Source data below:

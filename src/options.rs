use alloc::sync::Arc;
use alloc::vec::Vec;

use crate::error::ConfigError;
use crate::types::Range;

/// A callback fired when the rendered window actually moves.
///
/// The engine invokes it with the new range snapshot, and only when the
/// window's start index changed (or at epoch boundaries: construction and
/// [`crate::Windower::reset`]).
pub type OnRangeChange = Arc<dyn Fn(Range) + Send + Sync>;

/// Configuration for [`crate::Windower`].
///
/// `K` is the item identity type; `item_ids` defines the index ↔ identity
/// mapping and must contain each identity at most once (validated at
/// construction).
pub struct WindowerOptions<K> {
    /// Number of items kept materialized at once. Must be positive.
    pub window_len: usize,
    /// Hysteresis margin, in items: how far the scroll position may drift
    /// past the window's anchor before the window re-centers.
    pub buffer_len: usize,
    /// Default assumed extent for an item that has not been measured yet.
    /// Must be positive.
    pub estimate_size: u32,
    /// Ordered sequence of unique item identities.
    pub item_ids: Vec<K>,
    /// Fixed extent rendered before the list (e.g. a header). Subtracted
    /// from reported scroll positions and added to scroll-to offsets.
    pub leading_offset: u32,
    /// Fixed extent rendered after the list (e.g. a footer). Participates in
    /// [`crate::Windower::total_extent`] only.
    pub trailing_offset: u32,
    /// Extra items the re-anchor operations nudge the window by, in the last
    /// known scroll direction.
    pub leading_buffer: usize,
    /// Suspends scroll handling, re-anchoring and notifications. Size
    /// recording still accumulates so a re-enabled engine has warm data.
    pub disabled: bool,
    /// Window-moved callback.
    pub on_change: Option<OnRangeChange>,
}

impl<K> WindowerOptions<K> {
    pub fn new(window_len: usize, estimate_size: u32, item_ids: Vec<K>) -> Self {
        Self {
            window_len,
            buffer_len: 0,
            estimate_size,
            item_ids,
            leading_offset: 0,
            trailing_offset: 0,
            leading_buffer: 0,
            disabled: false,
            on_change: None,
        }
    }

    pub fn with_buffer_len(mut self, buffer_len: usize) -> Self {
        self.buffer_len = buffer_len;
        self
    }

    pub fn with_leading_offset(mut self, leading_offset: u32) -> Self {
        self.leading_offset = leading_offset;
        self
    }

    pub fn with_trailing_offset(mut self, trailing_offset: u32) -> Self {
        self.trailing_offset = trailing_offset;
        self
    }

    pub fn with_leading_buffer(mut self, leading_buffer: usize) -> Self {
        self.leading_buffer = leading_buffer;
        self
    }

    pub fn with_disabled(mut self, disabled: bool) -> Self {
        self.disabled = disabled;
        self
    }

    pub fn with_on_change(
        mut self,
        on_change: Option<impl Fn(Range) + Send + Sync + 'static>,
    ) -> Self {
        self.on_change = on_change.map(|f| Arc::new(f) as _);
        self
    }

    /// Scalar-field validation. Identity uniqueness is checked where the
    /// index map is built, in [`crate::Windower::new`] and the id setters.
    pub(crate) fn validate(&self) -> Result<(), ConfigError> {
        if self.window_len == 0 {
            return Err(ConfigError::WindowLenZero);
        }
        if self.estimate_size == 0 {
            return Err(ConfigError::EstimateSizeZero);
        }
        Ok(())
    }
}

impl<K: Clone> Clone for WindowerOptions<K> {
    fn clone(&self) -> Self {
        Self {
            window_len: self.window_len,
            buffer_len: self.buffer_len,
            estimate_size: self.estimate_size,
            item_ids: self.item_ids.clone(),
            leading_offset: self.leading_offset,
            trailing_offset: self.trailing_offset,
            leading_buffer: self.leading_buffer,
            disabled: self.disabled,
            on_change: self.on_change.clone(),
        }
    }
}

impl<K> core::fmt::Debug for WindowerOptions<K> {
    fn fmt(&self, f: &mut core::fmt::Formatter<'_>) -> core::fmt::Result {
        f.debug_struct("WindowerOptions")
            .field("window_len", &self.window_len)
            .field("buffer_len", &self.buffer_len)
            .field("estimate_size", &self.estimate_size)
            .field("item_count", &self.item_ids.len())
            .field("leading_offset", &self.leading_offset)
            .field("trailing_offset", &self.trailing_offset)
            .field("leading_buffer", &self.leading_buffer)
            .field("disabled", &self.disabled)
            .finish_non_exhaustive()
    }
}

End of Source data.

Search the data for the string "core" and copy each line where it appears.

impl<K> core::fmt::Debug for WindowerOptions<K> {
    fn fmt(&self, f: &mut core::fmt::Formatter<'_>) -> core::fmt::Result {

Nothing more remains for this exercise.